In my case, the processing is the bottleneck, thus I massively launch parallel extracting at the beginning, iterating on the entries.hasMoreElements(), and place each of the results in a ConcurrentLinkedQueue that I consume from the processing thread. My ZIP contains a collection of XML files representing serialized Java objects, so my "extracting" includes deserializing the objects, and those deserialized objects are the ones placed in the queue.

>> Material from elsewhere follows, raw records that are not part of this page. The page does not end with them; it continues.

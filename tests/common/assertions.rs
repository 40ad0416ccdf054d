//! Assertion helpers for tests.

use image::DynamicImage;
use pretty_assertions::assert_eq;
use std::collections::HashSet;
use std::path::Path;

pub const PNG_SIGNATURE: &[u8] = b"\x89PNG\r\n\x1a\n";
pub const JPEG_SIGNATURE: &[u8] = &[0xFF, 0xD8, 0xFF];

/// Assert bytes start with the PNG signature
pub fn assert_png(bytes: &[u8]) {
    assert!(
        bytes.starts_with(PNG_SIGNATURE),
        "Expected PNG image, got {} bytes starting with {:?}",
        bytes.len(),
        &bytes[..8.min(bytes.len())]
    );
}

/// Assert bytes start with the JPEG SOI marker
pub fn assert_jpeg(bytes: &[u8]) {
    assert!(
        bytes.starts_with(JPEG_SIGNATURE),
        "Expected JPEG image, got {} bytes starting with {:?}",
        bytes.len(),
        &bytes[..8.min(bytes.len())]
    );
}

/// Load an image written by a test
pub fn open(path: &Path) -> DynamicImage {
    image::open(path).unwrap_or_else(|e| panic!("Failed to open {}: {e}", path.display()))
}

/// Assert the image has the expected size
pub fn assert_dimensions(image: &DynamicImage, width: u32, height: u32) {
    assert_eq!((image.width(), image.height()), (width, height));
}

/// Number of distinct RGB colors
pub fn distinct_colors(image: &DynamicImage) -> usize {
    image
        .to_rgb8()
        .pixels()
        .map(|p| p.0)
        .collect::<HashSet<_>>()
        .len()
}

/// Assert every `block x block` tile (clipped at the edges) is one color
pub fn assert_blocky(image: &DynamicImage, block: u32) {
    let rgba = image.to_rgba8();
    for (x, y, pixel) in rgba.enumerate_pixels() {
        let origin = rgba.get_pixel(x / block * block, y / block * block);
        assert_eq!(
            pixel, origin,
            "pixel ({x}, {y}) differs from its block origin"
        );
    }
}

For me, this has a few advantages compared to my previous approach of sequentially getting each file from the ZIP and processing it:

  1. the more compelling one: 10% reduction in total time
  2. the release of the file occurs earlier
  3. the whole amount of RAM is allocated quicker, so if there is not enough RAM it will fail faster (in a matter of tens of minutes instead of over one hour); please note that the amount of memory I keep allocated after processing is quite similar to that occupied by the unzipped files, otherwise, it would be better to unzip and discard sequentially to keep the memory footprint lower
  4. unzipping and deserializing seems to have a high CPU usage, so the faster is finished, the faster you get your CPU for the processing, which is what really matters

There is one disadvantage: the flow control is a little bit more complex when including parallelism.

Upvotes: 0

Wasim Wani
Wasim Wani

Reputation: 555

The right way to iterate a zip file

final ZipFile file = new ZipFile( FILE_NAME );
try
{
    final Enumeration<? extends ZipEntry> entries = file.entries();
    while ( entries.hasMoreElements() )
    {
        final ZipEntry entry = entries.nextElement();
        System.out.println( entry.getName() );
        //use entry input stream:
        readInputStream( file.getInputStream( entry ) )
    }
}
finally
{
    file.close();
}

private static int readInputStream( final InputStream is ) throws IOException {
    final byte[] buf = new byte[ 8192 ];
    int read = 0;
    int cntRead;
    while ( ( cntRead = is.read( buf, 0, buf.length ) ) >=0  )
    {
        read += cntRead;
    }
    return read;
}

Zip file consists of several entries, each of them has a field containing the number of bytes in the current entry. So, it is easy to iterate all zip file entries without actual data decompression. java.util.zip.ZipFile accepts a file/file name and uses random access to jump between file positions. java.util.zip.ZipInputStream, on the other hand, is working with streams, so it is unable to freely jump. That’s why it has to read and decompress all zip data in order to reach EOF for each entry and read the next entry header.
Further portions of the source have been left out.